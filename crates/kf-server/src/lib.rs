//! # kf-server
//!
//! The Keyfort HTTP server: wires the Postgres credential store, the
//! Redis active-token index, the password hasher, and the token signer
//! into the session manager, and exposes the session operations over an
//! Axum router.

#![forbid(unsafe_code)]
#![deny(missing_docs)]

pub mod auth;
pub mod config;
pub mod error;
pub mod routes;
pub mod state;

pub use auth::AuthSession;
pub use config::ServerConfig;
pub use error::{ApiError, ApiResult};
pub use routes::create_router;
pub use state::AppState;
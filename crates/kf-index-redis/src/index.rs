//! Redis-backed active-token index.

use async_trait::async_trait;
use fred::prelude::*;
use kf_index::{ActiveTokenIndex, IndexError, IndexResult};
use uuid::Uuid;

use crate::config::RedisConfig;
use crate::error::from_redis_error;

/// Redis-based active-token index.
pub struct RedisTokenIndex {
    client: Client,
    config: RedisConfig,
}

impl RedisTokenIndex {
    /// Connects to Redis and returns a ready index.
    ///
    /// ## Errors
    ///
    /// Returns an error if the connection cannot be established.
    pub async fn connect(config: RedisConfig) -> IndexResult<Self> {
        let redis_config = Config::from_url(&config.connection_url())
            .map_err(|e| IndexError::Configuration(e.to_string()))?;

        let client = Client::new(
            redis_config,
            None,
            None,
            Some(ReconnectPolicy::new_exponential(0, 1000, 30_000, 2)),
        );

        client.init().await.map_err(from_redis_error)?;

        Ok(Self { client, config })
    }

    /// Creates an index around an existing client.
    #[must_use]
    pub const fn new(client: Client, config: RedisConfig) -> Self {
        Self { client, config }
    }

    /// Returns the underlying Redis client.
    #[must_use]
    pub const fn client(&self) -> &Client {
        &self.client
    }

    fn key(&self, user_id: Uuid) -> String {
        self.config.prefixed_key(&format!("tokens:{user_id}"))
    }
}

#[async_trait]
impl ActiveTokenIndex for RedisTokenIndex {
    async fn get(&self, user_id: Uuid) -> IndexResult<Vec<String>> {
        let key = self.key(user_id);
        self.client.smembers(&key).await.map_err(from_redis_error)
    }

    async fn add_child(&self, user_id: Uuid, token: &str) -> IndexResult<()> {
        let key = self.key(user_id);
        self.client
            .sadd::<(), _, _>(&key, token)
            .await
            .map_err(from_redis_error)
    }

    async fn remove_child(&self, user_id: Uuid, token: &str) -> IndexResult<()> {
        let key = self.key(user_id);
        self.client
            .srem::<(), _, _>(&key, token)
            .await
            .map_err(from_redis_error)
    }

    async fn remove_all(&self, user_id: Uuid) -> IndexResult<()> {
        let key = self.key(user_id);
        self.client
            .del::<(), _>(&key)
            .await
            .map_err(from_redis_error)
    }
}

#[cfg(test)]
mod tests {
    use super::*;

    #[test]
    fn key_includes_prefix_and_user() {
        let client = Client::new(Config::default(), None, None, None);
        let index = RedisTokenIndex::new(client, RedisConfig::default());

        let user = Uuid::now_v7();
        assert_eq!(index.key(user), format!("kf:tokens:{user}"));
    }
}
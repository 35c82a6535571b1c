//! The session/token lifecycle manager.

use std::sync::Arc;

use kf_crypto::PasswordHasherService;
use kf_index::ActiveTokenIndex;
use kf_model::{NewCredential, TokenPair};
use kf_storage::{CredentialStore, RefreshTokenStore};
use kf_token::{decode_unverified, Claims, TokenError, TokenPurpose, TokenSigner};
use uuid::Uuid;

use crate::error::{SessionError, SessionResult};
use crate::header::extract_token;

/// Orchestrates the credential store, password hasher, token signer, and
/// active-token index into the signup/login/refresh/change-password/
/// logout/validate operations.
///
/// All collaborators are injected; the manager holds no connection state
/// of its own and no shared in-process mutable state. Concurrent
/// operations for the same user coordinate only through the stores.
pub struct SessionManager {
    credentials: Arc<dyn CredentialStore>,
    refresh_tokens: Arc<dyn RefreshTokenStore>,
    index: Arc<dyn ActiveTokenIndex>,
    hasher: PasswordHasherService,
    signer: TokenSigner,
}
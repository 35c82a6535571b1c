//! Cryptographically secure random generation.

use rand::Rng;

/// Generates a cryptographically secure random byte array.
///
/// Uses the thread-local random number generator, which is
/// cryptographically secure by default.
#[must_use]
pub fn random_bytes(len: usize) -> Vec<u8> {
    let mut rng = rand::rng();
    let mut bytes = vec![0u8; len];
    rng.fill(&mut bytes[..]);
    bytes
}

Your objective: An exact copy of all the entries above is what is needed.

Answer to this problem:
filename crates/kf-server/src/lib.rs
//! # kf-server
//!
//! The Keyfort HTTP server: wires the Postgres credential store, the
//! Redis active-token index, the password hasher, and the token signer
//! into the session manager, and exposes the session operations over an
//! Axum router.

#![forbid(unsafe_code)]
#![deny(missing_docs)]

pub mod auth;
pub mod config;
pub mod error;
pub mod routes;
pub mod state;

pub use auth::AuthSession;
pub use config::ServerConfig;
pub use error::{ApiError, ApiResult};
pub use routes::create_router;
pub use state::AppState;
filename crates/kf-index-redis/src/index.rs
//! Redis-backed active-token index.

use async_trait::async_trait;
use fred::prelude::*;
use kf_index::{ActiveTokenIndex, IndexError, IndexResult};
use uuid::Uuid;

use crate::config::RedisConfig;
use crate::error::from_redis_error;

/// Redis-based active-token index.
pub struct RedisTokenIndex {
    client: Client,
    config: RedisConfig,
}

impl RedisTokenIndex {
    /// Connects to Redis and returns a ready index.
    ///
    /// ## Errors
    ///
    /// Returns an error if the connection cannot be established.
    pub async fn connect(config: RedisConfig) -> IndexResult<Self> {
        let redis_config = Config::from_url(&config.connection_url())
            .map_err(|e| IndexError::Configuration(e.to_string()))?;

        let client = Client::new(
            redis_config,
            None,
            None,
            Some(ReconnectPolicy::new_exponential(0, 1000, 30_000, 2)),
        );

        client.init().await.map_err(from_redis_error)?;

        Ok(Self { client, config })
    }

    /// Creates an index around an existing client.
    #[must_use]
    pub const fn new(client: Client, config: RedisConfig) -> Self {
        Self { client, config }
    }

    /// Returns the underlying Redis client.
    #[must_use]
    pub const fn client(&self) -> &Client {
        &self.client
    }

    fn key(&self, user_id: Uuid) -> String {
        self.config.prefixed_key(&format!("tokens:{user_id}"))
    }
}

#[async_trait]
impl ActiveTokenIndex for RedisTokenIndex {
    async fn get(&self, user_id: Uuid) -> IndexResult<Vec<String>> {
        let key = self.key(user_id);
        self.client.smembers(&key).await.map_err(from_redis_error)
    }

    async fn add_child(&self, user_id: Uuid, token: &str) -> IndexResult<()> {
        let key = self.key(user_id);
        self.client
            .sadd::<(), _, _>(&key, token)
            .await
            .map_err(from_redis_error)
    }

    async fn remove_child(&self, user_id: Uuid, token: &str) -> IndexResult<()> {
        let key = self.key(user_id);
        self.client
            .srem::<(), _, _>(&key, token)
            .await
            .map_err(from_redis_error)
    }

    async fn remove_all(&self, user_id: Uuid) -> IndexResult<()> {
        let key = self.key(user_id);
        self.client
            .del::<(), _>(&key)
            .await
            .map_err(from_redis_error)
    }
}

#[cfg(test)]
mod tests {
    use super::*;

    #[test]
    fn key_includes_prefix_and_user() {
        let client = Client::new(Config::default(), None, None, None);
        let index = RedisTokenIndex::new(client, RedisConfig::default());

        let user = Uuid::now_v7();
        assert_eq!(index.key(user), format!("kf:tokens:{user}"));
    }
}
repository 35c82a6535571b1c
//! The session/token lifecycle manager.

use std::sync::Arc;

use kf_crypto::PasswordHasherService;
use kf_index::ActiveTokenIndex;
use kf_model::{NewCredential, TokenPair};
use kf_storage::{CredentialStore, RefreshTokenStore};
use kf_token::{decode_unverified, Claims, TokenError, TokenPurpose, TokenSigner};
use uuid::Uuid;

use crate::error::{SessionError, SessionResult};
use crate::header::extract_token;

/// Orchestrates the credential store, password hasher, token signer, and
/// active-token index into the signup/login/refresh/change-password/
/// logout/validate operations.
///
/// All collaborators are injected; the manager holds no connection state
/// of its own and no shared in-process mutable state. Concurrent
/// operations for the same user coordinate only through the stores.
pub struct SessionManager {
    credentials: Arc<dyn CredentialStore>,
    refresh_tokens: Arc<dyn RefreshTokenStore>,
    index: Arc<dyn ActiveTokenIndex>,
    hasher: PasswordHasherService,
    signer: TokenSigner,
}
repository 35c82a6535571b1c
//! Cryptographically secure random generation.

use rand::Rng;

/// Generates a cryptographically secure random byte array.
///
/// Uses the thread-local random number generator, which is
/// cryptographically secure by default.
#[must_use]
pub fn random_bytes(len: usize) -> Vec<u8> {
    let mut rng = rand::rng();
    let mut bytes = vec![0u8; len];
    rng.fill(&mut bytes[..]);
    bytes
}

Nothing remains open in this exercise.